Undocumented "feature"(?) : full text CONTAINS (column_name, '"n*"') is matching numeric values

  • One of my company's testers wrote up a bug about an area in our application returning more results than expected when searching for the letter n.  
    On further investigation, we found something quite startling -- using the fulltext CONTAINS function to match "n*" , "d*" and "t*" are matching many (but not all) records where the text contains numeric, date and time data, respectively.   

    For example, 

    I'm able to replicate this behavior on SQL 2017, 2016 and 2012.  I imagine it happens on 2014 and older versions, but I don't have instances handy. 
    This behavior seems to be irrespective of the use of stoplists and other fulltext catalog and index settings.  Setting a specific language may affect the variety of formats of of numeric values returned.  I've pasted a repro script below.

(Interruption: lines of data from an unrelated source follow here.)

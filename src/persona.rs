//! Inputs for the dialogue simulator built from a curated record: assistant
//! persona, personality and the rendered seed conversation.

use crate::error::CurationError;
use crate::models::profile::NAME;
use crate::profiles::SlotCatalog;
use indexmap::IndexMap;
use rand::seq::SliceRandom;
use rand::Rng;
use regex::RegexBuilder;
use serde::Serialize;

/// Goals containing this phrase open with a user turn.
pub const USER_INITIATIVE: &str = "User Initiative";
pub const USER_ROLE: &str = "[Role-U]";
pub const SYSTEM_ROLE: &str = "[Role-S]";
pub const END_OF_UTTERANCE: &str = "<EOS>";

const TURN_MARKERS: [&str; 9] = ["[1]", "[2]", "[3]", "[4]", "[5]", "[6]", "[7]", "[8]", "[9]"];

/// Share of the seed conversation a continuation prefix may cover.
const CONTINUE_FRACTION: f64 = 0.6;

/// Big Five traits with their two poles.
const PERSONALITY_TRAITS: [(&str, [&str; 2]); 5] = [
    (
        "agreeableness",
        [
            "trustworthy, straightforward, and generous",
            "unreliable, complicated, meager, and boastful",
        ],
    ),
    (
        "conscientiousness",
        [
            "efficient, organized, and careful",
            "inefficient, careless, and sloppy",
        ],
    ),
    (
        "extraversion",
        [
            "outgoing, energetic, and talkative",
            "shy, reserved, and quiet",
        ],
    ),
    (
        "neuroticism",
        [
            "sensitive, nervous, and insecure",
            "secure, confident, and calm",
        ],
    ),
    (
        "openness",
        [
            "intellectual, imaginative, and curious",
            "unimaginative, uncreative, and conventional",
        ],
    ),
];

/// Trait name to the sampled description, in Big Five order.
pub type Personality = IndexMap<&'static str, &'static str>;

pub fn sample_personality<R: Rng + ?Sized>(rng: &mut R) -> Personality {
    PERSONALITY_TRAITS
        .iter()
        .map(|(name, poles)| (*name, poles[rng.gen_range(0..poles.len())]))
        .collect()
}

/// Draws an assistant name that does not share a whole word with the user's name.
pub fn sample_assistant_name<R: Rng + ?Sized>(
    catalog: &SlotCatalog,
    user_name: &str,
    rng: &mut R,
) -> Result<String, CurationError> {
    let candidates: Vec<&String> = catalog
        .values(NAME)
        .unwrap_or_default()
        .iter()
        .filter(|name| !names_overlap(name, user_name))
        .collect();
    candidates
        .choose(rng)
        .map(|name| name.to_string())
        .ok_or_else(|| CurationError::SamplingExhausted {
            slot: NAME.to_string(),
            topic: user_name.to_string(),
        })
}

/// Whole-word, case-insensitive occurrence of `candidate` in `user_name`.
fn names_overlap(candidate: &str, user_name: &str) -> bool {
    RegexBuilder::new(&format!(r"\b({})\b", regex::escape(candidate)))
        .case_insensitive(true)
        .build()
        .map(|re| re.is_match(user_name))
        .unwrap_or(false)
}

/// Strips leading `[n]` turn markers.
pub fn clean_utterance(utterance: &str) -> &str {
    let mut cleaned = utterance.trim();
    for marker in TURN_MARKERS {
        if let Some(rest) = cleaned.strip_prefix(marker) {
            cleaned = rest.trim();
        }
    }
    cleaned
}

/// Renders utterances as alternating `[Role-X]: text<EOS>` blocks.
pub fn render_conversation<S: AsRef<str>>(goal: &str, utterances: &[S]) -> String {
    let user_first = goal.contains(USER_INITIATIVE);
    let mut rendered = String::new();
    for (idx, utterance) in utterances.iter().enumerate() {
        let role = if (idx % 2 == 0) == user_first {
            USER_ROLE
        } else {
            SYSTEM_ROLE
        };
        rendered.push_str(&format!(
            "{role}: {}{END_OF_UTTERANCE}\n\n",
            clean_utterance(utterance.as_ref())
        ));
    }
    rendered
}

#[derive(Debug, Clone, PartialEq, Eq, Serialize)]
pub struct SeedConversation {
    /// A random opening the simulator continues from.
    pub seed_continue: String,
    /// The full seed dialogue.
    pub seed_end: String,
}

pub fn sample_seed_conversation<S: AsRef<str>, R: Rng + ?Sized>(
    goal: &str,
    utterances: &[S],
    rng: &mut R,
) -> SeedConversation {
    let upper = (utterances.len() as f64 * CONTINUE_FRACTION) as usize;
    let continue_len = if upper > 1 { rng.gen_range(1..upper) } else { 1 };
    let continue_len = continue_len.min(utterances.len());
    SeedConversation {
        seed_continue: render_conversation(goal, &utterances[..continue_len]),
        seed_end: render_conversation(goal, utterances),
    }
}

    Is anyone aware of this behavior?  If there are undocumented wildcards, are there similarly undocumented escape characters to prevent unintentional matches?
    This is one of those issues where it's hard to believe that this behavior hasn't been discovered previously, but I'm not finding any references to it here on SQLCentral, or in the other usual places.
    Thanks in advance,
    Rob.

    Update:  There is a Connect UserVoice issue logged, https://feedback.azure.com/forums/908035-sql-server/suggestions/34442179-full-text-search-contains-single-character-n-mat
    which links back to a StackOverflow post with some further examples.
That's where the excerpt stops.